The response must contain each line of the material that holds "members".

# Extracted entries
Segment Open
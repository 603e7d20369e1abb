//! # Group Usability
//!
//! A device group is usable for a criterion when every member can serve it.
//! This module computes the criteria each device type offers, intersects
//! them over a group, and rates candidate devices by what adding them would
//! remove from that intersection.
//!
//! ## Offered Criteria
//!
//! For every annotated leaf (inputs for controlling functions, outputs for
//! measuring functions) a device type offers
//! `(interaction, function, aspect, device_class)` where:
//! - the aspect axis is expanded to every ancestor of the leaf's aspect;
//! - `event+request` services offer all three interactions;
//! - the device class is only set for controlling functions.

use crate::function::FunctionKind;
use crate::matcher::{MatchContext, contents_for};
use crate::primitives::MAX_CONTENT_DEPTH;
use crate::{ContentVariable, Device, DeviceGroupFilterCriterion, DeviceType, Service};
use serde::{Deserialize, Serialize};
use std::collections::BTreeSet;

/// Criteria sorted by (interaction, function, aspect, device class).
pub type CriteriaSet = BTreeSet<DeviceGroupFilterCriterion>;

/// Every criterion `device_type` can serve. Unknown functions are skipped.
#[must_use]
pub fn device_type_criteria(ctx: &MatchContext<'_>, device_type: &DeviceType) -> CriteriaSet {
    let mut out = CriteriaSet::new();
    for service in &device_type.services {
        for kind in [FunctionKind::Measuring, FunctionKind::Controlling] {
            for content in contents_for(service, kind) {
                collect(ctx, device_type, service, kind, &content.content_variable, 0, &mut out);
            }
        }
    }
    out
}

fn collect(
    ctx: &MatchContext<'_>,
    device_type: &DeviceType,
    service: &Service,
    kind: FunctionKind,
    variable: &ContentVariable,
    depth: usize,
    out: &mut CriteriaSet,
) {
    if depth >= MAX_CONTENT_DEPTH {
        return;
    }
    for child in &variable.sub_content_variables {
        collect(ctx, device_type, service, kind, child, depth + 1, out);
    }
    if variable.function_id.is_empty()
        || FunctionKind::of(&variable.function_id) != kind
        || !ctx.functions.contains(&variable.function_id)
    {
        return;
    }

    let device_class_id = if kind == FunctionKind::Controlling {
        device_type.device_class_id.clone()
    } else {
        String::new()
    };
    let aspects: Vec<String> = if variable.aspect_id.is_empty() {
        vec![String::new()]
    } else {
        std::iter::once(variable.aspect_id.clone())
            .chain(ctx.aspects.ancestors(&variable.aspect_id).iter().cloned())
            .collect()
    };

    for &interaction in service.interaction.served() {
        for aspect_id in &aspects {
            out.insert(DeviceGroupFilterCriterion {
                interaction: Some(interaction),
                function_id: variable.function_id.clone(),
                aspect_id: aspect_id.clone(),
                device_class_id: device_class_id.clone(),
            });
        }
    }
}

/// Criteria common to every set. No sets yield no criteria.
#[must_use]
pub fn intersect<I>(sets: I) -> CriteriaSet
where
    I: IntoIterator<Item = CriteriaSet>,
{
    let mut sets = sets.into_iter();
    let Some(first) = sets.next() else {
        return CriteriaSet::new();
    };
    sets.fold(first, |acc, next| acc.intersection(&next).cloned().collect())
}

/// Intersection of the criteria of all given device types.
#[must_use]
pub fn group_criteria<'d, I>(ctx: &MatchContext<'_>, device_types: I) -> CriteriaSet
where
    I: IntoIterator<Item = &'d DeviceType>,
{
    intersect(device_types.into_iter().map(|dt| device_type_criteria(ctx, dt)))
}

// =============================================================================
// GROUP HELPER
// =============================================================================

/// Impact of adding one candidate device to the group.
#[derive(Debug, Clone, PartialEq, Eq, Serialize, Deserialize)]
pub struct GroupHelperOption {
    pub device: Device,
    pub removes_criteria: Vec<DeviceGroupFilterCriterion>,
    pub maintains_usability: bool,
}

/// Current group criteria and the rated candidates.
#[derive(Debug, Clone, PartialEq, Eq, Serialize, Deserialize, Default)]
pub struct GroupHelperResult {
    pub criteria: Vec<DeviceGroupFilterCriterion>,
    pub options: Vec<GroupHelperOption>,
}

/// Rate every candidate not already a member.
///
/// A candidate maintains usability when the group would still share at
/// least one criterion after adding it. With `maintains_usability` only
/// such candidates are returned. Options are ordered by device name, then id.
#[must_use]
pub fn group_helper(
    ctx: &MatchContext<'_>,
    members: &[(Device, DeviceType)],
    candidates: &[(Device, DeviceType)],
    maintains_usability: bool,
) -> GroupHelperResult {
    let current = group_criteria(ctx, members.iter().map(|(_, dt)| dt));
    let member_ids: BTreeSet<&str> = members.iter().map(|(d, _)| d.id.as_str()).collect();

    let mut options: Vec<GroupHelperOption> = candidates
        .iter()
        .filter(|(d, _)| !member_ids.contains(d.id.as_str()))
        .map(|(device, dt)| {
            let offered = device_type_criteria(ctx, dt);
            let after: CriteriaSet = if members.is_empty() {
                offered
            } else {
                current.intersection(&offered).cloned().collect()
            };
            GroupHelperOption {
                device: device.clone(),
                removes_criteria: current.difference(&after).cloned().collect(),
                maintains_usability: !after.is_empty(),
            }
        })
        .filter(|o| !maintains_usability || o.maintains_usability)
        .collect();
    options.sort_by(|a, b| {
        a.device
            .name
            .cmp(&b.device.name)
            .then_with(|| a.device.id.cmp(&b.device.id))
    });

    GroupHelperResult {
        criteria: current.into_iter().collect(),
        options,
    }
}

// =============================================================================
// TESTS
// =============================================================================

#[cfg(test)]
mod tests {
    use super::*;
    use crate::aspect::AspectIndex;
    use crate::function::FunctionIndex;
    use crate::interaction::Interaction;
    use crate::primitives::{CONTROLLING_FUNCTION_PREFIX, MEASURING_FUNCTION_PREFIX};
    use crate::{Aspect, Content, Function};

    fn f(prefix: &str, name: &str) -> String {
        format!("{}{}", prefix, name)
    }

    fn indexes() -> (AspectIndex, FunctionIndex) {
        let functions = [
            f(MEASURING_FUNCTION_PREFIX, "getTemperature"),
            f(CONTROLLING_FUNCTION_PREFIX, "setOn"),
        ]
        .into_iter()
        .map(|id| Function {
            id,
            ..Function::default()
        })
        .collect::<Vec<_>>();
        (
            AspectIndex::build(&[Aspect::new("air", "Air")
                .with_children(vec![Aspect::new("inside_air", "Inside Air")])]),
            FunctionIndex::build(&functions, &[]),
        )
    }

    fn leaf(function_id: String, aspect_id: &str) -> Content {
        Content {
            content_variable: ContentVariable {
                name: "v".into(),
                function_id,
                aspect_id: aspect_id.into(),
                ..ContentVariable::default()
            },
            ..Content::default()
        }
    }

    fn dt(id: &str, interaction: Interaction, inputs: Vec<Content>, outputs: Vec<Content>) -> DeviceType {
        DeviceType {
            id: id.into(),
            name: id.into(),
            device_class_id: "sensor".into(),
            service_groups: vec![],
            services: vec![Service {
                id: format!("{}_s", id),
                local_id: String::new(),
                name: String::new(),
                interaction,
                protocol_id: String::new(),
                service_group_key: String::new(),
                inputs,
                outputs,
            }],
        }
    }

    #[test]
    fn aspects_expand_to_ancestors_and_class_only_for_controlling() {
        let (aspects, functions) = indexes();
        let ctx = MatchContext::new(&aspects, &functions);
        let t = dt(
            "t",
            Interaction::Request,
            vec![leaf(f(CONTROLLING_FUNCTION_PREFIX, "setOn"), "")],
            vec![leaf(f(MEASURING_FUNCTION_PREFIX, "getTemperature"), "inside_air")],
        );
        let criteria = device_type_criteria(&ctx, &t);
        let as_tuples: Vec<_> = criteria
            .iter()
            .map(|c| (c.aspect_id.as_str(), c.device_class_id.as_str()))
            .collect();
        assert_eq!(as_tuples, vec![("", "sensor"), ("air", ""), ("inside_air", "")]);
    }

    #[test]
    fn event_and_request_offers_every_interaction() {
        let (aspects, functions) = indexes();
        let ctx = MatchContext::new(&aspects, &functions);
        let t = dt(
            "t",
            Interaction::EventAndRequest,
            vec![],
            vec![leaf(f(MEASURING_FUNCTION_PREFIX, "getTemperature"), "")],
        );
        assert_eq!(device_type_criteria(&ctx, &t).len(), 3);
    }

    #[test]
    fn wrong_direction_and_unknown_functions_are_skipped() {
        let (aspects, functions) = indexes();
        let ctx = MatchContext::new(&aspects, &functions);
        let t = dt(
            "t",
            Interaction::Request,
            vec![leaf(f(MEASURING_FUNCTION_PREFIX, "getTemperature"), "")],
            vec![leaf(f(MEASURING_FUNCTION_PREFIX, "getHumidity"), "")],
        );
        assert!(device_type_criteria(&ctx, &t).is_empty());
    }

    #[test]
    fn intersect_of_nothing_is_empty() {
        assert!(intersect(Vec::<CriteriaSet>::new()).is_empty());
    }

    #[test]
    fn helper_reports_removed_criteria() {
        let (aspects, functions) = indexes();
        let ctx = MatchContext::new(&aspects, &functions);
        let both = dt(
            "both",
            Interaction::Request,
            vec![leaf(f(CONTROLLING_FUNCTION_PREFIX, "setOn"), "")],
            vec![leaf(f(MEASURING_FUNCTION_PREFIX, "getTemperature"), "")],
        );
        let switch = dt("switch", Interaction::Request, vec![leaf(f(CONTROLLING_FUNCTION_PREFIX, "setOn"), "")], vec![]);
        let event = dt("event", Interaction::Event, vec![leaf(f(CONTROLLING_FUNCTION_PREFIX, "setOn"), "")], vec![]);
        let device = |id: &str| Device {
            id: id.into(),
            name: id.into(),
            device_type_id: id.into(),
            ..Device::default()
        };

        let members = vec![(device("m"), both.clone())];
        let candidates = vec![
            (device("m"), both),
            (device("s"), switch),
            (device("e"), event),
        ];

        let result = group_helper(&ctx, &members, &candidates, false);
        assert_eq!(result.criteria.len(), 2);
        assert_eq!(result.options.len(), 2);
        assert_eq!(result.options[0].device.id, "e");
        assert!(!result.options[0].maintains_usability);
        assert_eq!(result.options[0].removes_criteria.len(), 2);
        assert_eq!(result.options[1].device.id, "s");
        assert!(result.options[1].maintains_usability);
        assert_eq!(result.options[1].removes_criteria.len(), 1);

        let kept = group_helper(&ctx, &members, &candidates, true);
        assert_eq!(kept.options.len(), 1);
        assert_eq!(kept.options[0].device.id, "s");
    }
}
Segment Closed
Segment Open
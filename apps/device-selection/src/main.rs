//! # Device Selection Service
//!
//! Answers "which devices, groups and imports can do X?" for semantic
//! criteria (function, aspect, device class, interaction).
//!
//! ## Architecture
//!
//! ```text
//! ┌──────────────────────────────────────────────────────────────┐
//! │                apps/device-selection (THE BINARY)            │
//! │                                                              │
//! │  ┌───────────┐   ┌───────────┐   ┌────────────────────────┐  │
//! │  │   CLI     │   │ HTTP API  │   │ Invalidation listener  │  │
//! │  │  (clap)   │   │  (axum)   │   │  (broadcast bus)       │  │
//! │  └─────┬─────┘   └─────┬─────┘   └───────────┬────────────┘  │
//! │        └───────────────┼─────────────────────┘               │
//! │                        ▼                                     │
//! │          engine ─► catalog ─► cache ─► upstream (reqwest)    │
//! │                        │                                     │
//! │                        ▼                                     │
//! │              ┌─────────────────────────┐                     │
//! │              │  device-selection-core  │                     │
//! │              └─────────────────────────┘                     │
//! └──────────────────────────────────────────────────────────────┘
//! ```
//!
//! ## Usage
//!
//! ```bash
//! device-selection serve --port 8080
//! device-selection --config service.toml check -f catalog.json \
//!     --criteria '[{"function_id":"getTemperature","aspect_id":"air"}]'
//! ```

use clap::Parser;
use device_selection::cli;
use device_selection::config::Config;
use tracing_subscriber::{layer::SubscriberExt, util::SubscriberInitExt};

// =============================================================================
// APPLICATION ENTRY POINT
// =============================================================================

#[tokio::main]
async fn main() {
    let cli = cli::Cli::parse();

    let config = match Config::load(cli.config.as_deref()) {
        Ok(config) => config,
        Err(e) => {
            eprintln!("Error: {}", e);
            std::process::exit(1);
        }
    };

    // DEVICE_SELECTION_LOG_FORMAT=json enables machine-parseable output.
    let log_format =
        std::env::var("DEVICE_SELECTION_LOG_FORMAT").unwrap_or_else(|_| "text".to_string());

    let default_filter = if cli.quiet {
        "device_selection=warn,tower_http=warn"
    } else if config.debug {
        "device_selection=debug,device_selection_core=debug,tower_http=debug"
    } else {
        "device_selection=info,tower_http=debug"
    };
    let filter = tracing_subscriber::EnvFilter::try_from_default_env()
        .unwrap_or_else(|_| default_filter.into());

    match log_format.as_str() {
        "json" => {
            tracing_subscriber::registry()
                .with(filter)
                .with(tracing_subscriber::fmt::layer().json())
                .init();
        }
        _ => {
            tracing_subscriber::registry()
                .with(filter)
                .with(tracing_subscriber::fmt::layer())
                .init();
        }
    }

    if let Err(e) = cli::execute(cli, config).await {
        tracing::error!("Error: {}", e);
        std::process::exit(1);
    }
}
Segment Closed
Segment Open
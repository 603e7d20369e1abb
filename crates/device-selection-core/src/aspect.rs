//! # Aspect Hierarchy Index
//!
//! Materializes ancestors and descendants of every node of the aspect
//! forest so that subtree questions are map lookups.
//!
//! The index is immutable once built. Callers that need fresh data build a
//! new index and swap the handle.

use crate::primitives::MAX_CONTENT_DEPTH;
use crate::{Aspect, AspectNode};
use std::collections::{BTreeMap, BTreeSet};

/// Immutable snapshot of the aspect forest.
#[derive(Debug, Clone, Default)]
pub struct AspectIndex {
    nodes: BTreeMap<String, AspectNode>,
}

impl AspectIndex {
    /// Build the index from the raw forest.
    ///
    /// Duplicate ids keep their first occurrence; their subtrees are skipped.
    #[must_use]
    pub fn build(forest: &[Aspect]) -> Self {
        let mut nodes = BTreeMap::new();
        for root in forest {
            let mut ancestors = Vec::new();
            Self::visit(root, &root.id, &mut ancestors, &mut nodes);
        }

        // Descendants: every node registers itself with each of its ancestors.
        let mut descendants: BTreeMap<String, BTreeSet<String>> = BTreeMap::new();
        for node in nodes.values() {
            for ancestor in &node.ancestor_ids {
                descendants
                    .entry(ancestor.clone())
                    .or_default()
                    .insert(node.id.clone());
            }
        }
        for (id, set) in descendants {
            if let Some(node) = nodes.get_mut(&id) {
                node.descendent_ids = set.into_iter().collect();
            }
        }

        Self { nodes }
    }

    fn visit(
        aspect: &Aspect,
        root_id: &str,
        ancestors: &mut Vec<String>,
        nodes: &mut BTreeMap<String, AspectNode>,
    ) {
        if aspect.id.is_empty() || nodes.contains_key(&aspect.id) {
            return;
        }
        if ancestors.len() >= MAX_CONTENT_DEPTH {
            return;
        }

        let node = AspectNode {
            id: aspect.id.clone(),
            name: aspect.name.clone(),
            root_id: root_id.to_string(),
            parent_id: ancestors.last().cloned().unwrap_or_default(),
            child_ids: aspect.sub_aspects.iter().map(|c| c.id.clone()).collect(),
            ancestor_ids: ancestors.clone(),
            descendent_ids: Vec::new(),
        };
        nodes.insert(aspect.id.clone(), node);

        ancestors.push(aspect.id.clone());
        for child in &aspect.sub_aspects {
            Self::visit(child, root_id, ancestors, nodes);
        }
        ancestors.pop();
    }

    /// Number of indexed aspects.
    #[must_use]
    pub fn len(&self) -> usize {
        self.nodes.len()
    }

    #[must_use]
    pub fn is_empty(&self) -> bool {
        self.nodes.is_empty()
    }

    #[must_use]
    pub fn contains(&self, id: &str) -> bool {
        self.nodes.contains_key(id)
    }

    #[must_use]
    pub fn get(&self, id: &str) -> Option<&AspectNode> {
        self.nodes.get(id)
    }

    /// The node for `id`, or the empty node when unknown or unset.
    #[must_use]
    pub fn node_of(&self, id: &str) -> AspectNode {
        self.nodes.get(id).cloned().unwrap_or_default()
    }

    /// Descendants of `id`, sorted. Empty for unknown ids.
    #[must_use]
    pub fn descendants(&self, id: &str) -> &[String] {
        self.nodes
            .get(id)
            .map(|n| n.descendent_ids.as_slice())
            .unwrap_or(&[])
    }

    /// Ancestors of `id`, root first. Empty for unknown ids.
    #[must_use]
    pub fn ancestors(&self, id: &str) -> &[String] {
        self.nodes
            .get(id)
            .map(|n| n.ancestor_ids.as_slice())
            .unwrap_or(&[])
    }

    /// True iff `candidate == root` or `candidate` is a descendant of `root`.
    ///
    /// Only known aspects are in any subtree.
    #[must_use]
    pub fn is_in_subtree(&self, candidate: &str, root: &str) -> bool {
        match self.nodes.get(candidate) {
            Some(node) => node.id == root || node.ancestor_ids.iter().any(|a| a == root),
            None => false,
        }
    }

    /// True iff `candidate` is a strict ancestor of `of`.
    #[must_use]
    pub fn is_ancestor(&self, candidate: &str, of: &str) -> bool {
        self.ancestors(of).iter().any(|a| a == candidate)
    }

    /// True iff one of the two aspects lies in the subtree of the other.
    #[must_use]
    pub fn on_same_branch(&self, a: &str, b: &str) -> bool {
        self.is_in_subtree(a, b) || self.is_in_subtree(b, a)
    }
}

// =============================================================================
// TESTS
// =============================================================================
Segment Closed
# Solution for this task
    members: &[(Device, DeviceType)],
    let current = group_criteria(ctx, members.iter().map(|(_, dt)| dt));
    let member_ids: BTreeSet<&str> = members.iter().map(|(d, _)| d.id.as_str()).collect();
            let after: CriteriaSet = if members.is_empty() {
        let members = vec![(device("m"), both.clone())];
        let result = group_helper(&ctx, &members, &candidates, false);
        let kept = group_helper(&ctx, &members, &candidates, true);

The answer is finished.